The Project identifies individuals with colorable claims, and ensures that counsel is appointed to assist these individuals, per Colorado law. The Project also uses volunteer investigators and lawyers to assist the inmates directly.

Jim Scarboro ‘70 has been the driving force behind efforts to identify and assist Colorado prisoners making claims of innocence despite having been convicted and exhausted the normal appellate processes. Because Scarboro is reducing his active role at Arnold & Porter, and suggested making Colorado Law the new home. Professor Ann England and Professor Pat Furman ’80, with the approval of Dean David Getches and Clinical Education Director Deb Cantrell, agreed to take on the responsibility of continuing the work of the Project. 

Professor Furman cites the universal importance of the Innocence Project in an article in the September 2003 issue of The Colorado Lawyer. He says, “It concerns anyone who cares about law enforcement and public safety. For every innocent person wrongfully convicted, a guilty person roams free.”
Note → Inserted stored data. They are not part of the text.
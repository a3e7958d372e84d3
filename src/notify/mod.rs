//! Outbound capabilities used by the OTP workflow: SMS for the code, email for the
//! operator, and the OAuth token source the mail transport needs.

pub mod email;
pub mod oauth;
pub mod sms;

pub use email::{EmailMessage, EmailSender, GmailSender, LogEmailSender};
pub use oauth::{AccessTokenProvider, GoogleOAuthOptions, GoogleTokenProvider, StaticTokenProvider};
pub use sms::{LogSmsSender, SmsSender, TwilioOptions, TwilioSmsSender};
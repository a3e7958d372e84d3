pub mod health;
pub mod submit;
pub mod verify;

use crate::otp::{OtpError, VerificationWorkflow};
use axum::{
    Json,
    extract::ConnectInfo,
    http::{HeaderMap, StatusCode},
    response::{IntoResponse, Response},
};
use serde::{Deserialize, Serialize};
use std::{net::SocketAddr, sync::Arc};
use utoipa::ToSchema;

/// Shared state handed to the OTP handlers.
pub struct ApiState {
    pub workflow: Arc<VerificationWorkflow>,
    pub trust_proxy_headers: bool,
}

#[derive(ToSchema, Serialize, Deserialize, Debug, PartialEq, Eq)]
pub struct Message {
    pub message: String,
}

pub(crate) fn message(status: StatusCode, text: &str) -> Response {
    (
        status,
        Json(Message {
            message: text.to_string(),
        }),
    )
        .into_response()
}

/// Status and client-facing message for each workflow failure.
pub(crate) fn otp_error_response(err: OtpError) -> (StatusCode, &'static str) {
    match err {
        OtpError::InvalidPhoneNumber => (StatusCode::BAD_REQUEST, "Invalid phone number format."),
        OtpError::RateLimited => (
            StatusCode::TOO_MANY_REQUESTS,
            "Too many requests, please try again later.",
        ),
        OtpError::DeliveryFailed => (StatusCode::INTERNAL_SERVER_ERROR, "Failed to send OTP."),
        OtpError::VerificationFailed => (StatusCode::BAD_REQUEST, "Invalid OTP or OTP expired."),
        OtpError::NotificationFailed => (
            StatusCode::INTERNAL_SERVER_ERROR,
            "Failed to send booking confirmation email.",
        ),
    }
}

/// Address used as the rate-limit key.
///
/// Proxy headers are only honoured when the deployment sits behind a proxy that
/// sets them; otherwise any client could pick its own key.
pub(crate) fn client_address(
    headers: &HeaderMap,
    connect_info: Option<&ConnectInfo<SocketAddr>>,
    trust_proxy_headers: bool,
) -> Option<String> {
    if trust_proxy_headers && let Some(forwarded) = extract_forwarded_ip(headers) {
        return Some(forwarded);
    }
    connect_info.map(|ConnectInfo(addr)| addr.ip().to_string())
}

fn extract_forwarded_ip(headers: &HeaderMap) -> Option<String> {
    let forwarded = headers
        .get("x-forwarded-for")
        .and_then(|value| value.to_str().ok())
        .and_then(|value| value.split(',').next())
        .map(str::trim)
        .filter(|value| !value.is_empty());
    if forwarded.is_some() {
        return forwarded.map(str::to_string);
    }
    headers
        .get("x-real-ip")
        .and_then(|value| value.to_str().ok())
        .map(str::trim)
        .filter(|value| !value.is_empty())
        .map(str::to_string)
}
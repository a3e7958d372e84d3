use crate::otp::OtpError;
use super::{ApiState, client_address, message, otp_error_response};
use axum::{
    Json,
    extract::{ConnectInfo, Extension},
    http::{HeaderMap, StatusCode},
    response::IntoResponse,
};
use serde::{Deserialize, Serialize};
use serde_json::Value;
use std::{net::SocketAddr, sync::Arc};
use tracing::instrument;
use utoipa::ToSchema;

#[derive(ToSchema, Serialize, Deserialize, Debug)]
#[serde(rename_all = "camelCase")]
pub struct SubmitRequest {
    pub mobile_no: String,
    #[serde(default)]
    #[schema(value_type = Object)]
    pub form_data: Value,
}

#[utoipa::path(
    post,
    path = "/api/submit",
    request_body = SubmitRequest,
    responses(
        (status = 200, description = "OTP sent", body = super::Message),
        (status = 400, description = "Invalid phone number", body = super::Message),
        (status = 429, description = "Rate limited", body = super::Message),
        (status = 500, description = "SMS delivery failed", body = super::Message)
    ),
    tag = "otp"
)]
#[instrument(skip_all)]
pub async fn submit(
    headers: HeaderMap,
    connect_info: Option<ConnectInfo<SocketAddr>>,
    state: Extension<Arc<ApiState>>,
    payload: Option<Json<SubmitRequest>>,
) -> impl IntoResponse {
    let request: SubmitRequest = match payload {
        Some(Json(payload)) => payload,
        // An unreadable body carries no usable number.
        None => {
            let (status, text) = otp_error_response(OtpError::InvalidPhoneNumber);
            return message(status, text);
        }
    };

    let client = client_address(&headers, connect_info.as_ref(), state.trust_proxy_headers);

    match state
        .workflow
        .issue(client.as_deref(), &request.mobile_no, request.form_data)
        .await
    {
        Ok(()) => message(StatusCode::OK, "OTP sent successfully!"),
        Err(err) => {
            let (status, text) = otp_error_response(err);
            message(status, text)
        }
    }
}
pub mod server;

// Internal "interpreter" for `Action`.
mod run;

#[derive(Debug)]
pub enum Action {
    Server(server::Args),
}

impl Action {
    /// Execute the action.
    /// # Errors
    /// Returns an error if the action fails.
    pub async fn execute(self) -> anyhow::Result<()> {
        run::execute(self).await
    }
}
use rand::Rng;
use std::fmt;

const MIN_CODE: u32 = 100_000;
const MAX_CODE: u32 = 999_999;

/// Six digit one-time passcode. The leading digit is never zero.
#[derive(Clone, Copy, Debug, PartialEq, Eq)]
pub struct OtpCode(u32);

impl OtpCode {
    /// Draw a code uniformly from `100000..=999999`.
    #[must_use]
    pub fn generate() -> Self {
        Self(rand::thread_rng().gen_range(MIN_CODE..=MAX_CODE))
    }

    /// Parse a code submitted by a visitor.
    ///
    /// Surrounding whitespace is ignored. Anything that is not an unsigned integer
    /// yields `None`; out-of-range values parse but can never match.
    #[must_use]
    pub fn parse(submitted: &str) -> Option<Self> {
        submitted.trim().parse::<u32>().ok().map(Self)
    }

    #[must_use]
    pub fn value(self) -> u32 {
        self.0
    }
}

impl From<u32> for OtpCode {
    fn from(value: u32) -> Self {
        Self(value)
    }
}

impl fmt::Display for OtpCode {
    fn fmt(&self, f: &mut fmt::Formatter<'_>) -> fmt::Result {
        write!(f, "{}", self.0)
    }
}
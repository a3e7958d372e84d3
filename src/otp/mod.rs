//! One-time passcode issuance and verification.

pub mod booking;
pub mod code;
pub mod error;
pub mod phone;
pub mod rate_limit;
pub mod registry;
pub mod workflow;

pub use code::OtpCode;
pub use error::{ConsumeError, OtpError};
pub use phone::{CanonicalNumber, Canonicalizer};
pub use rate_limit::{FixedWindowRateLimiter, NoopRateLimiter, RateLimitDecision, RateLimiter};
pub use registry::{Challenge, OtpRegistry};
pub use workflow::{VerificationWorkflow, WorkflowConfig};
//! Operator notification built from a verified booking form.

use super::phone::CanonicalNumber;
use crate::notify::EmailMessage;
use serde_json::Value;

pub const BOOKING_SUBJECT: &str = "New Car Booking Request";

// Fields the booking page sends, rendered first and in this order.
const KNOWN_FIELDS: [(&str, &str); 3] = [
    ("name", "Name"),
    ("mobileNo", "Mobile No"),
    ("carRequiredDate", "Car Required Date"),
];

/// Build the email sent to the operator once `verified` proved ownership.
///
/// A missing `mobileNo` falls back to the verified number. Fields beyond the known
/// ones are appended in key order.
#[must_use]
pub fn booking_email(to: &str, verified: &CanonicalNumber, form: &Value) -> EmailMessage {
    let mut body = String::from("New booking request:\n\n");

    match form.as_object() {
        Some(fields) => {
            for (key, label) in KNOWN_FIELDS {
                let value = match fields.get(key).map(render_value) {
                    Some(value) if !value.is_empty() => value,
                    _ if key == "mobileNo" => verified.to_string(),
                    _ => "-".to_string(),
                };
                body.push_str(&format!("{label}: {value}\n"));
            }

            let mut extras: Vec<(&String, &Value)> = fields
                .iter()
                .filter(|(key, _)| !KNOWN_FIELDS.iter().any(|(known, _)| *known == key.as_str()))
                .collect();
            extras.sort_by(|a, b| a.0.cmp(b.0));

            for (key, value) in extras {
                body.push_str(&format!("{key}: {}\n", render_value(value)));
            }
        }
        None => {
            body.push_str(&format!("Mobile No: {verified}\n"));
            if !form.is_null() {
                body.push_str(&format!("Details: {form}\n"));
            }
        }
    }

    EmailMessage {
        to: to.to_string(),
        subject: BOOKING_SUBJECT.to_string(),
        body: body.trim_end().to_string(),
    }
}

fn render_value(value: &Value) -> String {
    match value {
        Value::String(text) => text.trim().to_string(),
        Value::Null => String::new(),
        other => other.to_string(),
    }
}
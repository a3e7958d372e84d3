//! OAuth access tokens for outbound mail.
//!
//! Gmail wants a short-lived bearer token. [`GoogleTokenProvider`] exchanges the
//! long-lived refresh token for one and caches it until shortly before expiry.

use anyhow::{Context, Result, anyhow};
use async_trait::async_trait;
use reqwest::Client;
use secrecy::{ExposeSecret, SecretString};
use serde::Deserialize;
use serde_json::Value;
use std::time::Duration;
use tokio::sync::Mutex;
use tokio::time::Instant;
use tracing::{debug, instrument};

const GOOGLE_TOKEN_URL: &str = "https://oauth2.googleapis.com/token";
const DEFAULT_EXPIRES_IN_SECONDS: u64 = 3600;
const REFRESH_MARGIN: Duration = Duration::from_secs(60);

#[async_trait]
pub trait AccessTokenProvider: Send + Sync {
    async fn access_token(&self) -> Result<SecretString>;
}

/// Provider for a token obtained out of band; never refreshes.
#[derive(Clone)]
pub struct StaticTokenProvider(SecretString);

impl StaticTokenProvider {
    #[must_use]
    pub fn new(token: SecretString) -> Self {
        Self(token)
    }
}

#[async_trait]
impl AccessTokenProvider for StaticTokenProvider {
    async fn access_token(&self) -> Result<SecretString> {
        Ok(self.0.clone())
    }
}

#[derive(Clone)]
pub struct GoogleOAuthOptions {
    pub client_id: String,
    pub client_secret: SecretString,
    pub refresh_token: SecretString,
}

impl std::fmt::Debug for GoogleOAuthOptions {
    fn fmt(&self, f: &mut std::fmt::Formatter<'_>) -> std::fmt::Result {
        f.debug_struct("GoogleOAuthOptions")
            .field("client_id", &self.client_id)
            .field("client_secret", &"***")
            .field("refresh_token", &"***")
            .finish()
    }
}

#[derive(Deserialize)]
struct TokenResponse {
    access_token: String,
    expires_in: Option<u64>,
}

struct CachedToken {
    token: SecretString,
    refresh_at: Instant,
}

pub struct GoogleTokenProvider {
    client: Client,
    options: GoogleOAuthOptions,
    token_url: String,
    cached: Mutex<Option<CachedToken>>,
}

impl GoogleTokenProvider {
    /// # Errors
    /// Returns an error if the HTTP client cannot be built.
    pub fn new(options: GoogleOAuthOptions) -> Result<Self> {
        let client = Client::builder()
            .user_agent(crate::APP_USER_AGENT)
            .build()
            .context("failed to build OAuth HTTP client")?;

        Ok(Self {
            client,
            options,
            token_url: GOOGLE_TOKEN_URL.to_string(),
            cached: Mutex::new(None),
        })
    }

    #[must_use]
    pub fn with_token_url(mut self, token_url: &str) -> Self {
        self.token_url = token_url.to_string();
        self
    }

    async fn refresh(&self) -> Result<TokenResponse> {
        let form = [
            ("grant_type", "refresh_token"),
            ("client_id", self.options.client_id.as_str()),
            ("client_secret", self.options.client_secret.expose_secret()),
            ("refresh_token", self.options.refresh_token.expose_secret()),
        ];

        let response = self
            .client
            .post(&self.token_url)
            .form(&form)
            .send()
            .await
            .context("request to OAuth token endpoint failed")?;

        let status = response.status();
        if !status.is_success() {
            let error_body: Value = response.json().await.unwrap_or_default();
            return Err(anyhow!(
                "{} - {}, {}",
                self.token_url,
                status,
                error_body["error_description"]
                    .as_str()
                    .or_else(|| error_body["error"].as_str())
                    .unwrap_or("")
            ));
        }

        response
            .json::<TokenResponse>()
            .await
            .context("Error parsing OAuth token response")
    }
}

#[async_trait]
impl AccessTokenProvider for GoogleTokenProvider {
    #[instrument(skip(self))]
    async fn access_token(&self) -> Result<SecretString> {
        // Holding the lock across the refresh keeps concurrent callers to one request.
        let mut cached = self.cached.lock().await;

        if let Some(entry) = cached.as_ref()
            && Instant::now() < entry.refresh_at
        {
            return Ok(entry.token.clone());
        }

        let response = self.refresh().await?;
        let lifetime =
            Duration::from_secs(response.expires_in.unwrap_or(DEFAULT_EXPIRES_IN_SECONDS));
        let token = SecretString::from(response.access_token);

        debug!(expires_in = lifetime.as_secs(), "refreshed OAuth access token");

        let now = Instant::now();
        *cached = Some(CachedToken {
            token: token.clone(),
            refresh_at: now
                .checked_add(lifetime.saturating_sub(REFRESH_MARGIN))
                .unwrap_or(now),
        });

        Ok(token)
    }
}
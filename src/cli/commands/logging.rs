use clap::{Arg, Command, builder::ValueParser};

pub const ARG_VERBOSITY: &str = "verbosity";

#[must_use]
pub fn validator_log_level() -> ValueParser {
    ValueParser::from(move |level: &str| -> std::result::Result<u8, String> {
        if let Ok(parsed) = level.parse::<u8>()
            && parsed <= 5
        {
            return Ok(parsed);
        }

        match level.to_lowercase().as_str() {
            "error" => Ok(0),
            "warn" => Ok(1),
            "info" => Ok(2),
            "debug" => Ok(3),
            "trace" => Ok(4),
            _ => Err("invalid log level".to_string()),
        }
    })
}

#[must_use]
pub fn with_args(command: Command) -> Command {
    command.arg(
        Arg::new(ARG_VERBOSITY)
            .short('v')
            .long("verbose")
            .help("Verbosity level: ERROR, WARN, INFO, DEBUG, TRACE (default: ERROR)")
            .env("OTPGATE_LOG_LEVEL")
            .global(true)
            .action(clap::ArgAction::Count)
            .value_parser(validator_log_level()),
    )
}
use super::handlers::{Message, health, submit, verify};
use utoipa::OpenApi;

#[derive(OpenApi)]
#[openapi(
    paths(health::health, submit::submit, verify::verify),
    components(schemas(
        health::Health,
        submit::SubmitRequest,
        verify::VerifyRequest,
        verify::SubmittedCode,
        Message
    )),
    tags(
        (name = "otp", description = "Phone verification for booking requests"),
        (name = "health", description = "Service liveness")
    )
)]
struct ApiDoc;

#[must_use]
pub fn openapi() -> utoipa::openapi::OpenApi {
    ApiDoc::openapi()
}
Current law students in Colorado Law’s clinics will help to review the initial inquiries, send, receive and evaluate the formal applications, speak with trial and appellate counsel, review counsel’s files and court transcripts and consider the applicability of new forensic techniques (including, but not limited to, DNA testing). 

Clinic students also are helping to finish the transfer of operations to Boulder. It is hoped that the Innocence Project will be up and running at its new home by the end of the spring 2010 semester.